We’re getting into that time of year where I become a sappy mess. I cry, I love people, I get possessive and protective and I feel like such a part of a community that I’m almost overwhelmed with emotion. Which is big for me since I have always done everything in my power to avoid heavy emotion.
But when it comes to Jakob, other Autism families (especially my Moms) and everyone who loves, accepts and understands our kids, I can’t help it.
Here is one of the many blessings that Jakob’s diagnosis has given me…friendships and a feeling of unity that I know I never would have experienced without Autism being in our lives.
And I’ve been experiencing it on the “light” side for the past few years. When we began our Son-Rise Program, we began doing something so drastically different than the mainstream Autism community, I’m not sure if most of my peeps knew what to do with me. I was weird…even for weird people. I became a bit of an outcast amongst the already outcast. At least that’s how I felt. May or may not have been true but it was certainly my perception. And it was all good. Each of us has our own journey to take. I realize that now.

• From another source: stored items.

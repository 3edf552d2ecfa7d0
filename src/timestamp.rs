/// Formats seconds as `HH:MM:SS.mmm`; hours widen past 99.
pub fn time_str(sec: f64) -> String {
    let total_ms = (sec.max(0.0) * 1000.0) as u64;

    let (hours, rest) = (total_ms / 3_600_000, total_ms % 3_600_000);
    let (minutes, rest) = (rest / 60_000, rest % 60_000);
    let (seconds, milliseconds) = (rest / 1000, rest % 1000);

    format!("{hours:02}:{minutes:02}:{seconds:02}.{milliseconds:03}")
}

#[test]
fn formats_durations() {
    assert_eq!(time_str(0.0), "00:00:00.000");
    assert_eq!(time_str(61.5), "00:01:01.500");
    assert_eq!(time_str(3600.0 * 123.0 + 0.25), "123:00:00.250");
}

But I never stopped loving this Cincinnati Autism Community and wanting the best for everyone in it. I still want that so passionately that I’ve spent the better part of this afternoon sobbing like a baby. I’m exhausted from it.

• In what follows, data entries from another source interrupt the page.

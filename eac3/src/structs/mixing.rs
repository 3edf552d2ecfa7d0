//! Mixing metadata carried in the enhanced header body.

use anyhow::Result;
use log::Level;

use crate::log_or_err;
use crate::structs::header::{FieldContext, StreamType};
use crate::utils::bitstream_io::BitSyntax;
use crate::utils::errors::HeaderError;

#[derive(Debug, Clone, Copy, Default, PartialEq, Eq)]
pub struct PanInfo {
    pub mean: u8,
    pub info: u8,
}

#[derive(Debug, Clone, Default, PartialEq, Eq)]
pub struct MixingMetadata {
    /// Preferred stereo downmix, channel modes above 2.
    pub downmix_mode: Option<u8>,
    pub ltrt_center_level: Option<u8>,
    pub loro_center_level: Option<u8>,
    pub ltrt_surround_level: Option<u8>,
    pub loro_surround_level: Option<u8>,
    pub lfe_mix_level: Option<u8>,

    // Independent streams only from here on.
    pub program_scale: Option<u8>,
    pub program_scale2: Option<u8>,
    pub external_program_scale: Option<u8>,
    pub mix_definition: u8,
    pub mix_data: u16,
    pub mix_blob: Vec<u8>,
    pub pan: Option<PanInfo>,
    pub pan2: Option<PanInfo>,
    /// One entry per audio block; a single unconditional entry for one-block frames.
    pub block_mix_config: Option<Vec<Option<u8>>>,
}

impl MixingMetadata {
    pub fn sync<S: BitSyntax>(&mut self, bs: &mut S, ctx: &FieldContext) -> Result<()> {
        let acmod = ctx.channel_mode;

        bs.field_if(acmod > 2, &mut self.downmix_mode, 2)?;

        let has_center = acmod & 1 != 0 && acmod > 2;
        bs.field_if(has_center, &mut self.ltrt_center_level, 3)?;
        bs.field_if(has_center, &mut self.loro_center_level, 3)?;

        let has_surround = acmod & 4 != 0;
        bs.field_if(has_surround, &mut self.ltrt_surround_level, 3)?;
        bs.field_if(has_surround, &mut self.loro_surround_level, 3)?;

        if ctx.lfe {
            bs.optional(&mut self.lfe_mix_level, 5)?;
        } else {
            self.lfe_mix_level = None;
        }

        if ctx.stream_type != StreamType::Independent {
            self.clear_independent();
            return Ok(());
        }

        bs.optional(&mut self.program_scale, 6)?;
        if acmod == 0 {
            bs.optional(&mut self.program_scale2, 6)?;
        } else {
            self.program_scale2 = None;
        }
        bs.optional(&mut self.external_program_scale, 6)?;

        self.sync_mix_definition(bs, ctx)?;

        if acmod < 2 {
            bs.group(&mut self.pan, sync_pan)?;
        } else {
            self.pan = None;
        }

        if acmod == 0 {
            bs.group(&mut self.pan2, sync_pan)?;
        } else {
            self.pan2 = None;
        }

        let blocks = ctx.blocks as usize;
        bs.group(&mut self.block_mix_config, |bs, config| {
            if blocks == 1 {
                let mut value = config.first().copied().flatten().unwrap_or_default();
                bs.field(&mut value, 5)?;
                *config = vec![Some(value)];
            } else {
                config.resize(blocks, None);
                for entry in config.iter_mut() {
                    bs.optional(entry, 5)?;
                }
            }

            Ok(())
        })
    }

    fn sync_mix_definition<S: BitSyntax>(&mut self, bs: &mut S, ctx: &FieldContext) -> Result<()> {
        bs.field(&mut self.mix_definition, 2)?;

        match self.mix_definition {
            1 => bs.field(&mut self.mix_data, 5)?,
            2 => bs.field(&mut self.mix_data, 12)?,
            3 => {
                let mut len = self.mix_blob.len().saturating_sub(2) as u8;
                bs.field(&mut len, 5)?;
                bs.bytes(&mut self.mix_blob, len as usize + 2)?;
            }
            _ => {}
        }

        if self.mix_definition != 1 && self.mix_definition != 2 {
            self.mix_data = 0;
        }
        if self.mix_definition != 3 {
            self.mix_blob.clear();
        }

        if bs.reading() && self.mix_definition != 0 {
            log_or_err!(
                ctx,
                Level::Warn,
                HeaderError::Unsupported(format!(
                    "mix definition {} is carried but not interpreted",
                    self.mix_definition
                ))
            );
        }

        Ok(())
    }

    fn clear_independent(&mut self) {
        self.program_scale = None;
        self.program_scale2 = None;
        self.external_program_scale = None;
        self.mix_definition = 0;
        self.mix_data = 0;
        self.mix_blob.clear();
        self.pan = None;
        self.pan2 = None;
        self.block_mix_config = None;
    }

    /// Program scale factor in dB, `-51..=12`.
    pub fn program_scale_db(&self) -> Option<i8> {
        self.program_scale.map(|scale| scale as i8 - 51)
    }
}

fn sync_pan<S: BitSyntax>(bs: &mut S, pan: &mut PanInfo) -> Result<()> {
    bs.field(&mut pan.mean, 8)?;
    bs.field(&mut pan.info, 6)
}

/// Downmix gain in dB for each 3-bit LtRt/LoRo level code.
pub const DOWNMIX_LEVELS_DB: [f32; 8] = [3.0, 1.5, 0.0, -1.5, -3.0, -4.5, -6.0, f32::NEG_INFINITY];
//! Angle-weighted panning over spherical speaker positions.
//!
//! Every non-LFE channel is weighted by how close it is to the source
//! direction, `(pi - angle)^n`, and the weights are normalized to unit power.
//! Lower qualities approximate the angle linearly from the dot product and
//! keep only the three strongest channels.

use std::f32::consts::{FRAC_PI_2, PI};
use std::sync::Arc;

use crate::mixer::layout::SpeakerLayout;
use crate::mixer::{SpatialMixer, route_lfe, size_split};
use crate::render::AudioObject;
use crate::render::listener::{Environment, Quality};
use crate::render::vector::Vec3;

const STRONGEST_CHANNELS: usize = 3;

#[derive(Debug)]
pub struct DirectionalMixer {
    layout: Arc<SpeakerLayout>,
    quality: Quality,
    exponent: i32,
    lfe_separation: bool,
    weights: Vec<f32>,
    order: Vec<usize>,
    gains: Vec<f32>,
}

impl DirectionalMixer {
    pub fn new(
        layout: Arc<SpeakerLayout>,
        quality: Quality,
        environment: Environment,
        lfe_separation: bool,
    ) -> Self {
        let channels = layout.len();
        Self {
            layout,
            quality,
            exponent: environment.sharpness(),
            lfe_separation,
            weights: vec![0.0; channels],
            order: Vec::with_capacity(channels),
            gains: Vec::with_capacity(channels),
        }
    }

    fn weigh(&mut self, direction: Vec3, size: f32) {
        let linear = matches!(self.quality, Quality::Low | Quality::Medium);

        self.order.clear();
        for (i, channel) in self.layout.channels().iter().enumerate() {
            if channel.lfe {
                self.weights[i] = 0.0;
                continue;
            }

            let dot = direction.dot(channel.spherical).clamp(-1.0, 1.0);
            let closeness = if linear {
                FRAC_PI_2 * (1.0 + dot)
            } else {
                PI - dot.acos()
            };

            self.weights[i] = closeness.powi(self.exponent);
            self.order.push(i);
        }

        if size > 0.0 {
            let max = self.order.iter().map(|&i| self.weights[i]).fold(0.0, f32::max);
            for &i in &self.order {
                self.weights[i] += (max - self.weights[i]) * size;
            }
        }

        if self.quality != Quality::Perfect && self.order.len() > STRONGEST_CHANNELS {
            let weights = &self.weights;
            self.order
                .sort_unstable_by(|&a, &b| weights[b].total_cmp(&weights[a]));
            for &i in &self.order[STRONGEST_CHANNELS..] {
                self.weights[i] = 0.0;
            }
        }
    }
}

impl SpatialMixer for DirectionalMixer {
    fn layout(&self) -> &SpeakerLayout {
        &self.layout
    }

    fn gains(&mut self, source: &AudioObject, direction: Vec3, gain: f32) -> &[f32] {
        let lfe_only = route_lfe(
            &self.layout,
            source.lfe,
            self.lfe_separation,
            gain,
            &mut self.gains,
        );
        if lfe_only {
            return &self.gains;
        }

        let Some(direction) = direction.normalized() else {
            return &self.gains;
        };

        let (_, size) = size_split(source.size, gain);
        self.weigh(direction, size);

        let norm = self.weights.iter().map(|w| w * w).sum::<f32>().sqrt();
        if norm <= 0.0 || !norm.is_finite() {
            return &self.gains;
        }

        for (g, w) in self.gains.iter_mut().zip(&self.weights) {
            *g += gain * w / norm;
        }

        &self.gains
    }
}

Remember the kid who was the manager for his high school basketball team? The kid with Autism whose coach let him dress for one game? He played for 4 minutes and scored 20 points? It was all caught on tape and became a national story? His name was Jason McElwain and that was 5 years ago.

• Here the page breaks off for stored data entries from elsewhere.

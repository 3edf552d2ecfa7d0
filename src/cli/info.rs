use std::collections::BTreeMap;

use anyhow::Result;
use indicatif::{MultiProgress, ProgressBar, ProgressStyle};
use log::Level;

use super::command::{Cli, InfoArgs};
use crate::input::InputReader;
use crate::timestamp::time_str;
use eac3::process::{
    extract::{Extractor, Frame},
    parse::Parser,
};
use eac3::structs::header::{FrameHeader, HeaderBody, StreamType};
use eac3::structs::info::{ProductionInfo, bitstream_mode_name, surround_mode_name};
use eac3::structs::mixing::DOWNMIX_LEVELS_DB;
use eac3::utils::errors::ExtractError;

pub fn cmd_info(args: &InfoArgs, cli: &Cli, multi: Option<&MultiProgress>) -> Result<()> {
    log::info!("Analyzing E-AC-3 stream: {}", args.input.display());

    let context = analyze_stream(&args.input, cli, multi)?;

    if context.streams.is_empty() {
        println!("No E-AC-3 sync frame found in the file.");
        println!("This doesn't appear to be a valid E-AC-3 stream.");
        return Ok(());
    }

    display_summary(&context);

    Ok(())
}

fn analyze_stream(
    input_path: &std::path::Path,
    cli: &Cli,
    multi: Option<&MultiProgress>,
) -> Result<AnalysisContext> {
    let mut input_reader = InputReader::new(input_path)?;
    let mut extractor = Extractor::default();
    let mut parser = Parser::default();

    // Configure fail level based on strict mode
    let fail_level = if cli.strict {
        Level::Warn
    } else {
        Level::Error
    };
    parser.set_fail_level(fail_level);

    let mut context = AnalysisContext::default();

    if let Some(multi) = multi {
        let pb = multi.add(ProgressBar::new_spinner());
        pb.set_style(ProgressStyle::with_template("{spinner:.green} {msg}")?);
        pb.enable_steady_tick(std::time::Duration::from_millis(100));
        pb.set_message("Analyzing frames...");
        context.pb = Some(pb);
    }

    input_reader.process_chunks(64 * 1024, |chunk| {
        context.total_bytes += chunk.len();
        extractor.push_bytes(chunk);

        for frame_result in extractor.by_ref() {
            let frame = match frame_result {
                Ok(frame) => frame,
                Err(ExtractError::CrcMismatch(len)) if cli.strict => {
                    return Err(ExtractError::CrcMismatch(len).into());
                }
                Err(_) => continue,
            };

            context.process_frame(&frame, &mut parser, cli)?;
        }

        Ok(true)
    })?;

    context.crc_failures = extractor.crc_failures();
    context.finish();

    Ok(context)
}

#[derive(Default)]
struct AnalysisContext {
    /// First header of every (stream type, substream id) pair.
    streams: BTreeMap<(u8, u8), FrameHeader>,
    /// Samples carried by independent substream 0.
    samples: u64,
    sample_rate: u32,
    frame_count: usize,
    parse_errors: usize,
    crc_failures: usize,
    total_bytes: usize,
    pb: Option<ProgressBar>,
}

impl AnalysisContext {
    fn process_frame(&mut self, frame: &Frame, parser: &mut Parser, cli: &Cli) -> Result<()> {
        match parser.parse_frame(frame) {
            Ok(parsed) => {
                let header = parsed.header;
                let key = (header.stream_type.code(), header.substream_id);

                if header.stream_type != StreamType::Dependent && header.substream_id == 0 {
                    self.samples += header.samples_per_frame() as u64;
                    self.sample_rate = header.sample_rate();
                }

                if !self.streams.contains_key(&key) {
                    self.suspend(|| display_header(&header));
                    self.streams.insert(key, header);
                }
            }
            Err(e) => {
                if cli.strict {
                    return Err(e);
                }
                self.parse_errors += 1;
                log::warn!("Parse error at frame {}: {e}", self.frame_count);
            }
        }

        self.frame_count += 1;

        if self.frame_count.is_multiple_of(100) {
            if let Some(ref pb) = self.pb {
                pb.set_message(format!("Analyzing frames...       {}", self.frame_count));
                pb.tick();
            }
        }

        Ok(())
    }

    /// Prints without tearing the progress spinner.
    fn suspend<F: FnOnce()>(&self, f: F) {
        match &self.pb {
            Some(pb) => pb.suspend(f),
            None => f(),
        }
    }

    fn finish(&self) {
        if let Some(ref pb) = self.pb {
            pb.finish_and_clear();
        }
    }
}

fn display_header(header: &FrameHeader) {
    println!();
    println!(
        "{} substream {}",
        header.stream_type, header.substream_id
    );
    println!("  Sampling rate             {} Hz", header.sample_rate());
    println!("  Blocks per frame          {}", header.blocks);
    println!("  Frame size                {} bytes", header.frame_bytes());
    println!("  Bitrate                   {} kbps", header.bitrate() / 1000);
    println!("  Channel mode              {}", header.channel_mode);
    println!("  LFE                       {}", header.lfe);

    match header.channel_arrangement() {
        Ok(channels) => {
            let labels = channels
                .iter()
                .map(|channel| channel.label())
                .collect::<Vec<_>>()
                .join(", ");
            println!("  Channel arrangement       {labels}");
        }
        Err(e) => println!("  Channel arrangement       invalid ({e})"),
    }

    if let Some(channel_map) = header.channel_map() {
        println!("  Channel map               {channel_map:#06X}");
    }

    println!(
        "  Dialogue Level            {:>3} dBFS",
        header.dialog_normalization_db()
    );

    match &header.body {
        HeaderBody::Enhanced(_) => {
            display_mixing(header);
            display_informational(header);
        }
        HeaderBody::Legacy(body) => {
            println!("  Framing                   AC-3");
            println!(
                "  Service                   {}",
                bitstream_mode_name(body.bitstream_mode, header.channel_mode)
            );
            if let Some(mode) = body.surround_mode {
                println!("  Dolby Surround            {}", surround_mode_name(mode));
            }
            if let Some(production) = &body.production {
                display_production(production);
            }
        }
    }
}

fn downmix_db(code: Option<u8>) -> Option<f32> {
    code.map(|code| DOWNMIX_LEVELS_DB[(code & 7) as usize])
}

fn display_mixing(header: &FrameHeader) {
    let Some(mixing) = header.mixing() else {
        return;
    };

    println!("  Mixing metadata");
    if let Some(mode) = mixing.downmix_mode {
        println!("    Preferred downmix       {mode}");
    }
    if let Some(level) = downmix_db(mixing.ltrt_center_level) {
        println!("    LtRt center level       {level:+.1} dB");
    }
    if let Some(level) = downmix_db(mixing.ltrt_surround_level) {
        println!("    LtRt surround level     {level:+.1} dB");
    }
    if let Some(level) = downmix_db(mixing.loro_center_level) {
        println!("    LoRo center level       {level:+.1} dB");
    }
    if let Some(level) = downmix_db(mixing.loro_surround_level) {
        println!("    LoRo surround level     {level:+.1} dB");
    }
    if let Some(scale) = mixing.program_scale_db() {
        println!("    Program scale           {scale:+} dB");
    }
}

fn display_informational(header: &FrameHeader) {
    let Some(info) = header.info() else {
        return;
    };

    println!("  Informational metadata");
    println!(
        "    Service                 {}",
        bitstream_mode_name(info.bitstream_mode, header.channel_mode)
    );
    println!("    Copyright               {}", info.copyright);
    println!("    Original bitstream      {}", info.original);
    if let Some(mode) = info.surround_mode {
        println!("    Dolby Surround          {}", surround_mode_name(mode));
    }
    if let Some(mode) = info.surround_ex_mode {
        println!("    Dolby Surround EX       {}", surround_mode_name(mode));
    }
    if let Some(production) = &info.production {
        display_production(production);
    }
}

fn display_production(production: &ProductionInfo) {
    println!("    Mix Level               {:>3} dB", production.mix_level_db());
    println!("    Room type               {}", production.room_type_name());
}

fn display_summary(context: &AnalysisContext) {
    println!();
    println!("Analysis Summary");
    println!("  Frames processed          {}", context.frame_count);
    println!("  Substreams                {}", context.streams.len());

    let size_mb = context.total_bytes as f64 / 1_000_000.0;
    println!(
        "  Size                      {size_mb:.2} MB ({} bytes)",
        context.total_bytes
    );

    if context.sample_rate > 0 {
        let duration_secs = context.samples as f64 / context.sample_rate as f64;
        println!("  Duration                  {}", time_str(duration_secs));

        if duration_secs > 0.0 {
            let avg_data_rate_kbps = (context.total_bytes as f64 * 8.0) / (duration_secs * 1000.0);
            println!("  Average data rate         {avg_data_rate_kbps:.1} kbps");
        }
    }

    println!("  CRC failures              {}", context.crc_failures);
    if context.parse_errors > 0 {
        println!("  Parse errors              {}", context.parse_errors);
    }

    println!();
}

Jakob and I were one year into our Autism diagnosis at the time. I was highly medicated (prescription and otherwise), his father and I were separating and I was terrified for so many reasons. But this kid, his 4 minutes, 20 points and the world’s reaction to him was enough to startle me out of my self-induced coma. This kid rocked me.
When the word on the street was “Autism is a lifelong disability with no hope of recovery” and “there’s no known treatment” and “this may be as functional as he ever gets”, that kid on the basketball court gave us all a glimmer of hope.
And now as I watch that footage again from the game, I still think his 20 points are amazing. But what rocks me 5 years later is all the people surrounding him. From the coach who gave him the chance, to the players who passed him the ball, to the students who were cheering in the stands to the community who picked him up and carried him around the gym on their shoulders. Wow. I wanna live there. I want Jakob to be surrounded by the people in that town. That’s the world I want him to know.
Five years later, I know that’s what it’s gonna take for us to connect with our kids . We have to change. We have to be like the people in that video. That’s why our kids are here. They’re here to teach us. Not the other way around. They’re not broken, we are.
We’ve forgotten kindness, understanding, patience and unconditional love. And once we get it, once we remember what it’s like to live that way, then they’ll no longer have the need to be soooo different and they’ll reunite with us.